[WHAT TO DO]
Select every line containing the word "long" from the material, and copy those lines.

+++++

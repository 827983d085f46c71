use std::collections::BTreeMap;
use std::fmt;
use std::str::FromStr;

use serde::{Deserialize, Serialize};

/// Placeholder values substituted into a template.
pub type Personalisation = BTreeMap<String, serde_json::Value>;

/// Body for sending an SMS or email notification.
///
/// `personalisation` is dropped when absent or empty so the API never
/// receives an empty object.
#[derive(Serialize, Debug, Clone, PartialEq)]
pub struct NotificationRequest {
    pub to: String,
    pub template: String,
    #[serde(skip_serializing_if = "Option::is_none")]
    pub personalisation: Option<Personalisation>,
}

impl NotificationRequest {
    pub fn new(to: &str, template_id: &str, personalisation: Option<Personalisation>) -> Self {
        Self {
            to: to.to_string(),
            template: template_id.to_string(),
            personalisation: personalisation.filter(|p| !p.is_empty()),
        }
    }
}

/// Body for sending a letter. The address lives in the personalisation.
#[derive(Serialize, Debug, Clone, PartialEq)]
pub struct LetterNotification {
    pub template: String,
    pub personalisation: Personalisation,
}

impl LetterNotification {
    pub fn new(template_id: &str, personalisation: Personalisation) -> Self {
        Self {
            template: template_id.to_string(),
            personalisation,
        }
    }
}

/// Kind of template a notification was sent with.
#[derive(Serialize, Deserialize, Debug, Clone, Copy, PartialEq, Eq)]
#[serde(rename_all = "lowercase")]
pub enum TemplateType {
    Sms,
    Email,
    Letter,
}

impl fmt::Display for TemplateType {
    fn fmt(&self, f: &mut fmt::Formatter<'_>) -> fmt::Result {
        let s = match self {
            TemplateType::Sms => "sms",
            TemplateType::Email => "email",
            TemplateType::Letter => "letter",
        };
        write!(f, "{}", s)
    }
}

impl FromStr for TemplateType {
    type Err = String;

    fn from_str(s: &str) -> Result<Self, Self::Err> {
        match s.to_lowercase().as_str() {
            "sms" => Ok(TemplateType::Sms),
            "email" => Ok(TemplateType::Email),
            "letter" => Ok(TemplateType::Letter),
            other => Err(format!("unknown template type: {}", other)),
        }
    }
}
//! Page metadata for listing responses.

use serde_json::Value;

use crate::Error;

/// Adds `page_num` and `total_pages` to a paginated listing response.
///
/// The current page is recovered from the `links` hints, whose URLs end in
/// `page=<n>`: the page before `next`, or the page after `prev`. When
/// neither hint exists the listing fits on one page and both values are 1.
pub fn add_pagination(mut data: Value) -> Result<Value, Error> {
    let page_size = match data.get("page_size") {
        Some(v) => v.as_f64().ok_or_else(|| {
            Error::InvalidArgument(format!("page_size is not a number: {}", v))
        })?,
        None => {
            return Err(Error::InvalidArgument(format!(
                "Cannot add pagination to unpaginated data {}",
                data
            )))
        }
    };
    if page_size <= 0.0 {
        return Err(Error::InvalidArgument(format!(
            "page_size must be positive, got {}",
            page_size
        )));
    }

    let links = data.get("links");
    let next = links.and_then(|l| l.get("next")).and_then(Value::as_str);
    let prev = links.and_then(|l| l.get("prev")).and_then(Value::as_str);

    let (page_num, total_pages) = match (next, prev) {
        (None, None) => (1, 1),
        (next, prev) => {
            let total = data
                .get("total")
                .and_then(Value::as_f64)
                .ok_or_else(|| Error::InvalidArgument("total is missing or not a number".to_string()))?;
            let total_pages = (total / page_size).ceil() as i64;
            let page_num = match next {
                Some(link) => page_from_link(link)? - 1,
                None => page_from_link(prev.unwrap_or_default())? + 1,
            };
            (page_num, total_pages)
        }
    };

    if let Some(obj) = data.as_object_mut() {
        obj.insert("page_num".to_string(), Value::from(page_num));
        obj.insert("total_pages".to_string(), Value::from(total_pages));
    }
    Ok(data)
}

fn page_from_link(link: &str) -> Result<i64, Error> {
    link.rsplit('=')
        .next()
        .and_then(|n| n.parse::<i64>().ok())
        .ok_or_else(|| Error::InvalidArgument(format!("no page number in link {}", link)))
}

+++++

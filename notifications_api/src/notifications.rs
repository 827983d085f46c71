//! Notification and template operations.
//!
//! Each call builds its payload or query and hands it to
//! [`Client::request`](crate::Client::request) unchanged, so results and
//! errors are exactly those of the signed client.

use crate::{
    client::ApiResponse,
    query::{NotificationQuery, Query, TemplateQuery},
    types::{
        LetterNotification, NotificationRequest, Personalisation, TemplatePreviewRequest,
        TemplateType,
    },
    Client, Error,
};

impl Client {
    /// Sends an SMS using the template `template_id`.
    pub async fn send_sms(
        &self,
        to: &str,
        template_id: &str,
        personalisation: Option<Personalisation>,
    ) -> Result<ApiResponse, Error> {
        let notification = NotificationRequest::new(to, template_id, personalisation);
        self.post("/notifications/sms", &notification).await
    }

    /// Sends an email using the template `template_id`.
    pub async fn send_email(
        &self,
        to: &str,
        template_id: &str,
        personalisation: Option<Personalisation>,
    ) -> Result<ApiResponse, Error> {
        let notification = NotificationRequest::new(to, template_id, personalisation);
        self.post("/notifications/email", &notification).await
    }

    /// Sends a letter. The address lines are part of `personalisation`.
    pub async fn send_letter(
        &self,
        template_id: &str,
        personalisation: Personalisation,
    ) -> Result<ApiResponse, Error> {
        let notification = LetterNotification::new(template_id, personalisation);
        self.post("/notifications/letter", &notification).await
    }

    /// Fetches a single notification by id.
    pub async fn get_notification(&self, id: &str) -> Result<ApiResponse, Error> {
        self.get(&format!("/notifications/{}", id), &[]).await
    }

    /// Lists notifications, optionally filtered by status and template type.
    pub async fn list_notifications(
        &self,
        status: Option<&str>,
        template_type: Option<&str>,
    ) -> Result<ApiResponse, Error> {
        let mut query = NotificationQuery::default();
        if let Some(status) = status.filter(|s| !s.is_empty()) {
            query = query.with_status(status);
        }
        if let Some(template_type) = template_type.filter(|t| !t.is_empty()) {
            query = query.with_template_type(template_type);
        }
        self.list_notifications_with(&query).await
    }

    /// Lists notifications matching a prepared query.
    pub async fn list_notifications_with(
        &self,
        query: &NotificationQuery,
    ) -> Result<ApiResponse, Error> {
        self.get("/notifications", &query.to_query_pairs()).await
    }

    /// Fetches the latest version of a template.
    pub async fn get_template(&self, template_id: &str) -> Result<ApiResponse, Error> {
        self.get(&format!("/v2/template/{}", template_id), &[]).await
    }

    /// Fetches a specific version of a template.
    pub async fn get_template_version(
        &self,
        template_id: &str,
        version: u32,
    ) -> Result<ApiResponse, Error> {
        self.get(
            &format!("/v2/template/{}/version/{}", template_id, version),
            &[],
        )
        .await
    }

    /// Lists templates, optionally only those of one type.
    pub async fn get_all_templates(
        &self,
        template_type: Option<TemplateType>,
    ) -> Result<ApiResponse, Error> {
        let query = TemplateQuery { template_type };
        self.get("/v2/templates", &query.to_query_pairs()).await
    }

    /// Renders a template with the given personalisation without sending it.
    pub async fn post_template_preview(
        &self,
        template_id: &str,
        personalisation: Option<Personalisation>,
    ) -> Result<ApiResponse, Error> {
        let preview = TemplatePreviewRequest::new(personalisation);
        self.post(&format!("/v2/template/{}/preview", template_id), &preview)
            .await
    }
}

+++++

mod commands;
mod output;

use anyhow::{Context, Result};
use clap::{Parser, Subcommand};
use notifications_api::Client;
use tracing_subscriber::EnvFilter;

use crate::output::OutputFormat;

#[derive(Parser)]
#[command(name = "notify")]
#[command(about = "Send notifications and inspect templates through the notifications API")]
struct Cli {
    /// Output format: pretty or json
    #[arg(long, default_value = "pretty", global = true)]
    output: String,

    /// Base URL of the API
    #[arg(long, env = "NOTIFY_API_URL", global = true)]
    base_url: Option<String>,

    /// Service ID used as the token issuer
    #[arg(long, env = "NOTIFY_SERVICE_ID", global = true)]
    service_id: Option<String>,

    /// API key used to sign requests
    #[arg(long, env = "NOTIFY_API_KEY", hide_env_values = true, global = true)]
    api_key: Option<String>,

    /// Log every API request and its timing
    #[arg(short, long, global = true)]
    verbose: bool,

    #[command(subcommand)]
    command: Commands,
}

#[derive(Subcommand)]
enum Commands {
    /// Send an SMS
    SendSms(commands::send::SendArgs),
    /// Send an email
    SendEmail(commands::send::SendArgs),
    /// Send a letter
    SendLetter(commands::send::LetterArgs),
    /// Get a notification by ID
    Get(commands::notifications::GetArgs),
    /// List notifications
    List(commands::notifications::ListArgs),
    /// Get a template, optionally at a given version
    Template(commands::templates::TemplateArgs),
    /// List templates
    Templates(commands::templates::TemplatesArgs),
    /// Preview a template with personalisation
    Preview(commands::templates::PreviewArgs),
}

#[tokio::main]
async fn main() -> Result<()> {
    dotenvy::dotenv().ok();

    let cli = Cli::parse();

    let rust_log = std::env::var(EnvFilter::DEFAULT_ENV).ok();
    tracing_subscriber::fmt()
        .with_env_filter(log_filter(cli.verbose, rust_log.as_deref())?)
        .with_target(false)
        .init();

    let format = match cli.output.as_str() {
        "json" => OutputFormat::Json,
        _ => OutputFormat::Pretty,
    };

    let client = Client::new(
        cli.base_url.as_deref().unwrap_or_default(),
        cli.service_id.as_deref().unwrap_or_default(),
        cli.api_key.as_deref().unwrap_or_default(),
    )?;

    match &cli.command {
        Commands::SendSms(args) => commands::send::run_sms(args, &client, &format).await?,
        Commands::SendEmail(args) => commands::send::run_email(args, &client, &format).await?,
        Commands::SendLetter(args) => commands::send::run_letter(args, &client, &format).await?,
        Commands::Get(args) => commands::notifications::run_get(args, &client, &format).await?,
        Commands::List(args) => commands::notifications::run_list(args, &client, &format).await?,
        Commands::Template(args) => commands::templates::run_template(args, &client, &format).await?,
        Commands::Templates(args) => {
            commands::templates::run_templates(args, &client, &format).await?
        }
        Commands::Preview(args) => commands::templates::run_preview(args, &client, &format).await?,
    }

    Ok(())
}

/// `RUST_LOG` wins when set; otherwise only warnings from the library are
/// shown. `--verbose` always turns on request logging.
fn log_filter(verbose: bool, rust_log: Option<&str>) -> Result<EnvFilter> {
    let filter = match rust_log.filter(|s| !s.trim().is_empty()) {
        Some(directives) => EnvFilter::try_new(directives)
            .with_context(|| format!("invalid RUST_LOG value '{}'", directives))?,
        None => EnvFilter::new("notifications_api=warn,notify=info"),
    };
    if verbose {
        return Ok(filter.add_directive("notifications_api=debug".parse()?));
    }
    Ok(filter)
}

+++++

[SOLUTION]
    #[arg(long, default_value = "pretty", global = true)]
    #[arg(long, env = "NOTIFY_API_URL", global = true)]
    #[arg(long, env = "NOTIFY_SERVICE_ID", global = true)]
    #[arg(long, env = "NOTIFY_API_KEY", hide_env_values = true, global = true)]
    #[arg(short, long, global = true)]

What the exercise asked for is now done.